- TASK TO COMPLETE -
Only the lines from the start of the entries through the line with "back margin, so" are wanted; please output them exactly.

[[ ENTRIES PROVIDED, beginning ]]

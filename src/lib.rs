//! Array-backed sorted and hashed sets and maps.
//!
//! Every collection stores its entries contiguously in a [`Store`]: a single
//! allocation whose used region floats between a front and a back margin, so
//! an insert or remove shifts whichever side of the position is shorter.
//! Entries are kept in order, either by a [`Comparator`] ([`CompactSet`],
//! [`CompactMap`], [`CompactItemMap`]) or by key hash
//! ([`CompactHashSet`], [`CompactHashMap`], [`CompactItemHashMap`]), and found
//! by binary search.
//!
//! Sorted collections are navigable: `lower`, `floor`, `ceiling` and `higher`
//! answer nearest-key queries, and `range`, `head`, `tail` and `descending`
//! open [`RangeView`]s that can be narrowed further and, when mutable, insert
//! and remove inside their bounds.
//!
//! ```
//! use compactmap::CompactMap;
//! use std::ops::Bound::{Included, Unbounded};
//!
//! let mut map = CompactMap::new();
//! for (i, name) in ["ann", "bob", "cat", "dan"].into_iter().enumerate() {
//!     map.insert(i as u32 * 10, name);
//! }
//! assert_eq!(map.ceiling(&15), Some((&20, &"cat")));
//!
//! let mut tail = map.range_mut(Included(10), Unbounded).unwrap();
//! assert!(tail.insert(5, "eve").is_err());
//! tail.insert(25, "fay").unwrap();
//! assert_eq!(tail.pop_last(), Some((30, "dan")));
//! assert_eq!(map.len(), 4);
//! ```

mod config;
mod entry;
mod error;
mod hashed;
mod index;
mod iter;
mod ordered;
mod slots;
mod store;
mod strategy;
mod view;
mod window;

pub use config::Config;
pub use entry::{Entry, OccupiedEntry, VacantEntry};
pub use error::CompactError;
pub use hashed::{CompactHashMap, CompactHashSet, CompactItemHashMap, Hashed};
pub use iter::{CursorMut, IntoIter, Iter, IterMut, Keys, Values, ValuesMut};
pub use ordered::{CompactItemMap, CompactMap, CompactSet, Ordered};
pub use slots::{ItemSlots, PairSlots, SetSlots, Slots};
pub use store::Store;
pub use strategy::{Comparator, Equivalence, KeyFn, KeyOf, NaturalOrder, Reversed, StdHash};
pub use view::{RangeView, View, ViewMut, ViewOrder};
pub use window::Direction;
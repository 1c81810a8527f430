//! Bounded, optionally descending views of an ordered collection.
//!
//! A [`RangeView`] pairs a reference to the collection with a key window.
//! Shared views ([`View`]) navigate and iterate; mutable ones ([`ViewMut`])
//! can also insert keys inside their bounds, remove, clear and hand out a
//! [`CursorMut`]. Positions are recomputed from the bounds on every call,
//! so a mutable view stays correct across its own mutations.
//!
//! Navigation is logical: on a descending view `first` is the largest key in
//! range and `lower` looks for larger keys.

use std::borrow::Borrow;
use std::cmp::Ordering;
use std::ops::{Bound, Deref, DerefMut, Range};

use crate::error::CompactError;
use crate::iter::{CursorMut, Iter, Keys, Values};
use crate::ordered::Ordered;
use crate::slots::{ItemSlots, PairSlots, SetSlots, Slots};
use crate::strategy::{Comparator, KeyOf};
use crate::window::{Direction, Window, search};

/// A window over an ordered collection reached through `D`.
pub struct RangeView<D, K> {
    data: D,
    window: Window<K>,
}

/// Read-only view.
pub type View<'a, L, C> = RangeView<&'a Ordered<L, C>, <L as Slots>::Key>;

/// View that can also change the collection inside its bounds.
pub type ViewMut<'a, L, C> = RangeView<&'a mut Ordered<L, C>, <L as Slots>::Key>;

/// The comparator of a view, applied in the view's direction.
pub struct ViewOrder<'a, C> {
    order: &'a C,
    direction: Direction,
}

impl<C> ViewOrder<'_, C> {
    pub fn direction(&self) -> Direction {
        self.direction
    }
}

impl<T: ?Sized, C: Comparator<T>> Comparator<T> for ViewOrder<'_, C> {
    fn compare(&self, a: &T, b: &T) -> Ordering {
        match self.direction {
            Direction::Ascending => self.order.compare(a, b),
            Direction::Descending => self.order.compare(b, a),
        }
    }
}
#[test]
fn append_replaces_equal_keys() {
    let mut left: CompactMap<u8, &str> = [(1, "a"), (3, "c")].into();
    let mut right: CompactMap<u8, &str> = [(2, "b"), (3, "C")].into();
    left.append(&mut right);
    assert!(right.is_empty());
    assert_eq!(
        left.into_iter().collect::<Vec<_>>(),
        [(1, "a"), (2, "b"), (3, "C")]
    );
}
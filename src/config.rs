//! Construction options for the backing store.

use crate::error::CompactError;

/// Initial capacity and placement policy of a collection's backing store.
///
/// `alignment` picks where the used region is re-seated whenever the store
/// reallocates or runs out of margin on one side: `0.0` packs elements at the
/// front (cheap appends), `1.0` at the back (cheap prepends), `0.5` centres
/// them.
#[derive(Debug, Clone, Copy, PartialEq)]
pub struct Config {
    pub capacity: usize,
    pub alignment: f32,
}

impl Default for Config {
    fn default() -> Self {
        Self {
            capacity: 0,
            alignment: 0.5,
        }
    }
}

impl Config {
    pub fn new() -> Self {
        Self::default()
    }

    pub fn capacity(mut self, capacity: usize) -> Self {
        self.capacity = capacity;
        self
    }

    pub fn alignment(mut self, alignment: f32) -> Self {
        self.alignment = alignment;
        self
    }

    pub fn validate(&self) -> Result<(), CompactError> {
        check_alignment(self.alignment)
    }
}

pub(crate) fn check_alignment(alignment: f32) -> Result<(), CompactError> {
    // NaN fails both comparisons
    if (0.0..=1.0).contains(&alignment) {
        Ok(())
    } else {
        Err(CompactError::InvalidAlignment(alignment))
    }
}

[[ ENTRIES PROVIDED, end ]]

- EXPECTED ANSWER -
filename src/lib.rs
//! Array-backed sorted and hashed sets and maps.
//!
//! Every collection stores its entries contiguously in a [`Store`]: a single
//! allocation whose used region floats between a front and a back margin, so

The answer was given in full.